### PROBLEM
Please copy every line of the data in which the string "TunnelService" appears.

★ ★ ★

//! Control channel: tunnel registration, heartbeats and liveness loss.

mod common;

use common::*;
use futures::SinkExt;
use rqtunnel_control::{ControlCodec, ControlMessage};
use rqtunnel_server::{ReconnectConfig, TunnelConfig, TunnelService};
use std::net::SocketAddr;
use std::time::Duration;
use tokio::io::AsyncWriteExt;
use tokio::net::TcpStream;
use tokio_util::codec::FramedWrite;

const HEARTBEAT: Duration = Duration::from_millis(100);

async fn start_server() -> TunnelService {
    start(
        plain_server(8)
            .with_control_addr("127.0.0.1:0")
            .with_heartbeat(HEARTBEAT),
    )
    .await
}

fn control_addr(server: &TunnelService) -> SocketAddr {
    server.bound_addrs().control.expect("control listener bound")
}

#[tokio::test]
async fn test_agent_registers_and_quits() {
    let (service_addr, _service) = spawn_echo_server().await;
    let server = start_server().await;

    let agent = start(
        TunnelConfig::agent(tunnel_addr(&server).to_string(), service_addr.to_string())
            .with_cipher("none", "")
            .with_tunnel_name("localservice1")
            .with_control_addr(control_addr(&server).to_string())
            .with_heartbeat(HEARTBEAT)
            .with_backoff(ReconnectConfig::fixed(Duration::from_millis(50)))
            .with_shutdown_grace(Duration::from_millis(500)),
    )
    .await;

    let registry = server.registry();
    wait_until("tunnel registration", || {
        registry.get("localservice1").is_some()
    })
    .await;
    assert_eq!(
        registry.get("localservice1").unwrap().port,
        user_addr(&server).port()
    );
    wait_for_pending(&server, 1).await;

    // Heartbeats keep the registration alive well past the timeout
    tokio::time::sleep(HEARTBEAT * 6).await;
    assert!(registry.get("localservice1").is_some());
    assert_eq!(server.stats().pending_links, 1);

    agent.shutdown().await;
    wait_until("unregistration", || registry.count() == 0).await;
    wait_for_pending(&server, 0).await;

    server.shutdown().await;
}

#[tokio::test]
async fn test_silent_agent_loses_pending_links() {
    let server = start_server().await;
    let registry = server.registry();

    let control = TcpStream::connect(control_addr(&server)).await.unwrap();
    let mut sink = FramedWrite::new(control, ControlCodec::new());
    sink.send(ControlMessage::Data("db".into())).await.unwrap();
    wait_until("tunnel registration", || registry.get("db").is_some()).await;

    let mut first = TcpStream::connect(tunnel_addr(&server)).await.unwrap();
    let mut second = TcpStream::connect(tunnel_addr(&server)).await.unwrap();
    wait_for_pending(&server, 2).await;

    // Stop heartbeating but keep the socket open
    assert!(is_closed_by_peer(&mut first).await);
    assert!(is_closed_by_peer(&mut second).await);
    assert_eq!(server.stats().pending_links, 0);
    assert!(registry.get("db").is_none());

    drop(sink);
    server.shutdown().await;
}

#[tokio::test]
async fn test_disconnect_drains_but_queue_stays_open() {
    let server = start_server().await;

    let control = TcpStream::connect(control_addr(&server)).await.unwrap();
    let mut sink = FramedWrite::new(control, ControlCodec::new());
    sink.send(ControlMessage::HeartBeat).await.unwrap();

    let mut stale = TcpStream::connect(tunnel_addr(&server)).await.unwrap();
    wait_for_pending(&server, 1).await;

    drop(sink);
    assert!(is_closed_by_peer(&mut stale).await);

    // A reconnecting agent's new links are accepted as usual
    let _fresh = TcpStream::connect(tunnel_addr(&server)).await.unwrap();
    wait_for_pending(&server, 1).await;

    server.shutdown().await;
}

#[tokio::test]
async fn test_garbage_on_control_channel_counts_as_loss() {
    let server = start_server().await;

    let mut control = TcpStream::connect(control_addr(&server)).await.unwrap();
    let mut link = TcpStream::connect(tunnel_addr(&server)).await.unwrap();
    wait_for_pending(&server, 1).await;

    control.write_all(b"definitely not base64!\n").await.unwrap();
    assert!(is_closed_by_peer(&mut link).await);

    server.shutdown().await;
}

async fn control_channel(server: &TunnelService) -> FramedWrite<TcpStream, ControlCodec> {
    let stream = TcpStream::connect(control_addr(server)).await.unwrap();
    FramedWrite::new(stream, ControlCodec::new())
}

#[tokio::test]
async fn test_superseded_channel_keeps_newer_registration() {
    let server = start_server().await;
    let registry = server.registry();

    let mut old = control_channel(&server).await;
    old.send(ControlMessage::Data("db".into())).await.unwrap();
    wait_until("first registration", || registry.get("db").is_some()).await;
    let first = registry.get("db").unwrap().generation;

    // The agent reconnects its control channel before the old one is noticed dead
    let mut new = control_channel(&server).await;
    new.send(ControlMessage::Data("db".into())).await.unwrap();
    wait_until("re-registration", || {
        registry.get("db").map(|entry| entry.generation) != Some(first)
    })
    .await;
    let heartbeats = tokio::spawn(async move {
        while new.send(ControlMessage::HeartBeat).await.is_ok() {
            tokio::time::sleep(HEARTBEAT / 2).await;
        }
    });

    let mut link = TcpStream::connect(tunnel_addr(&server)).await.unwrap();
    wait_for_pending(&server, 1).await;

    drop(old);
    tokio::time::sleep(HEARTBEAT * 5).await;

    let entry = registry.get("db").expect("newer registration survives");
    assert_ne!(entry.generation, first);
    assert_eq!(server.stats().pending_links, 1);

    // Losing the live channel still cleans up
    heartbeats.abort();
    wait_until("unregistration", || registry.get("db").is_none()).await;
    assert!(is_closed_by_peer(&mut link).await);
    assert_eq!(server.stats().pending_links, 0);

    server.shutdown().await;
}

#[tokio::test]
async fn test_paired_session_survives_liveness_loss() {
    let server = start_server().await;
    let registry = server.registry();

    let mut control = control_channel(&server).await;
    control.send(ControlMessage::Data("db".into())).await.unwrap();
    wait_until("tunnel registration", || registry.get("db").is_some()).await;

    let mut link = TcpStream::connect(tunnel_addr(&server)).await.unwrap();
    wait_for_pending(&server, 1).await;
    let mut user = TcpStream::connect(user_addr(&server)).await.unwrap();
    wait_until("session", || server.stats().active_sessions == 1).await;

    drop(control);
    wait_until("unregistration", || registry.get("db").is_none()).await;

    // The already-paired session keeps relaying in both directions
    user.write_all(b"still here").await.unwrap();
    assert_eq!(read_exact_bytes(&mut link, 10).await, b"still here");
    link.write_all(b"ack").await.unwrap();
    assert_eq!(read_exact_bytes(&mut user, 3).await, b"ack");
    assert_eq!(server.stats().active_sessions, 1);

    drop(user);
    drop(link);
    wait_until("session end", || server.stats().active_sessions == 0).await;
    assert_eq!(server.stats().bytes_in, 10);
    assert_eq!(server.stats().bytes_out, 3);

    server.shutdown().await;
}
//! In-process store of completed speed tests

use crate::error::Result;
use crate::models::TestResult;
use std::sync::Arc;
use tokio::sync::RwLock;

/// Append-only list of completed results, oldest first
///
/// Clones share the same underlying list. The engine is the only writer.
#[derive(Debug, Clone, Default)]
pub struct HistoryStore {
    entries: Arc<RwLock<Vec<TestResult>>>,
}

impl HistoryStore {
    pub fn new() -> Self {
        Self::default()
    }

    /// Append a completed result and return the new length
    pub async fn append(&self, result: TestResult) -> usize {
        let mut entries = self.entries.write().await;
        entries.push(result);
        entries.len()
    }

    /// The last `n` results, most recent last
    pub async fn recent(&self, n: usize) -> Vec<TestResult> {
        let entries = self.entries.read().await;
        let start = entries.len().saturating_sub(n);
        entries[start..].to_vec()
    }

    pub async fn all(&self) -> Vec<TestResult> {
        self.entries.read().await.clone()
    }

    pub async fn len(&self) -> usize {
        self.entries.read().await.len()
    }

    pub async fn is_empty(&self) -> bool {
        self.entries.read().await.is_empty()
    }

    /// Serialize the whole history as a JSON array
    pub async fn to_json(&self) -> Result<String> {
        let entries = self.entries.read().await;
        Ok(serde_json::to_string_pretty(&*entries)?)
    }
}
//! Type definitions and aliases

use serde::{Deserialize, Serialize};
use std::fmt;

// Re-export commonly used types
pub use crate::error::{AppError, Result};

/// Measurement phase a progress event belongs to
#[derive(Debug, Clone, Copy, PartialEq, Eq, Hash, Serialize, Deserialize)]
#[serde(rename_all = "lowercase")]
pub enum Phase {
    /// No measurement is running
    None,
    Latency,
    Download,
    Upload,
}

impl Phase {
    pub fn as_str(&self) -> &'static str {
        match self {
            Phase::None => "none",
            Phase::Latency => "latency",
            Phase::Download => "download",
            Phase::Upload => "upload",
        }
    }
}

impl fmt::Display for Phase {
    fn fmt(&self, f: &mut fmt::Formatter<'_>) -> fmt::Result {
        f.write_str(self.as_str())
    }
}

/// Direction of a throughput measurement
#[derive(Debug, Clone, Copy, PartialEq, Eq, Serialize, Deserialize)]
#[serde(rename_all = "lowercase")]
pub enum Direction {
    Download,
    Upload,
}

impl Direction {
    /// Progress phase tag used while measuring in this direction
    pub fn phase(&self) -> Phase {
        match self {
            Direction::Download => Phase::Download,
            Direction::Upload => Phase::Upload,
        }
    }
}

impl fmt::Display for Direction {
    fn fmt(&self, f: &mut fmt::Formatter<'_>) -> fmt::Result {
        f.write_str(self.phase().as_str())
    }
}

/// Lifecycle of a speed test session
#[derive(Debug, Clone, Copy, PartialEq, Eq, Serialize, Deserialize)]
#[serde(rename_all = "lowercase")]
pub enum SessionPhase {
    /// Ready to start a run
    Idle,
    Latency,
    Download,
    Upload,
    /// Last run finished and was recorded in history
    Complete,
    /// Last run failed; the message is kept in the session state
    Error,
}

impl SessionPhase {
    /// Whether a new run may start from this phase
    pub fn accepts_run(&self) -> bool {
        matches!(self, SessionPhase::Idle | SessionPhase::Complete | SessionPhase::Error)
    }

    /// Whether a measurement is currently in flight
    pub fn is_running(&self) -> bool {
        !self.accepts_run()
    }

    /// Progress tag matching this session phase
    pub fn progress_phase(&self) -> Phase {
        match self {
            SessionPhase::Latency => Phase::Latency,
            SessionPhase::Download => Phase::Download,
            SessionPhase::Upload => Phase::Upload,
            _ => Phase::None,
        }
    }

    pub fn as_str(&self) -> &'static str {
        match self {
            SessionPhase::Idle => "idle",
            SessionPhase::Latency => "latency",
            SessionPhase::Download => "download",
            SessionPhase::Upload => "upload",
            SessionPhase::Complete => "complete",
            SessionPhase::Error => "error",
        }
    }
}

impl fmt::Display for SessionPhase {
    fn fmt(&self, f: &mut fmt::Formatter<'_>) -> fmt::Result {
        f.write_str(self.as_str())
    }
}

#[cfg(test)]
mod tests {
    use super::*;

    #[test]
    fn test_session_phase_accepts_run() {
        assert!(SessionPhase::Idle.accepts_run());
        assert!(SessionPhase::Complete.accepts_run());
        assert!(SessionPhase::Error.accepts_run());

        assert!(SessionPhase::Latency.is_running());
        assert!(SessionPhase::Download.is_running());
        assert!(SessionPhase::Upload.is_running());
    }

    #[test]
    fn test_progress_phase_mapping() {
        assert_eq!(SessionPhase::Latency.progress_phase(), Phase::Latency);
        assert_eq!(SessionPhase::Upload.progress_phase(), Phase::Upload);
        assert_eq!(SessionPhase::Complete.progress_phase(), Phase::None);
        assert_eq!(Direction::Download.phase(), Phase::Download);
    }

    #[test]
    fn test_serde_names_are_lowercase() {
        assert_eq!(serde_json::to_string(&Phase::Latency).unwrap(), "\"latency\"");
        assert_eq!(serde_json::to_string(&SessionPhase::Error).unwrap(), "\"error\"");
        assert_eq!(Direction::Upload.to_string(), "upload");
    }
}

★ ★ ★

### EXERCISE RESULT
use rqtunnel_server::{ReconnectConfig, TunnelConfig, TunnelService};
async fn start_server() -> TunnelService {
fn control_addr(server: &TunnelService) -> SocketAddr {
async fn control_channel(server: &TunnelService) -> FramedWrite<TcpStream, ControlCodec> {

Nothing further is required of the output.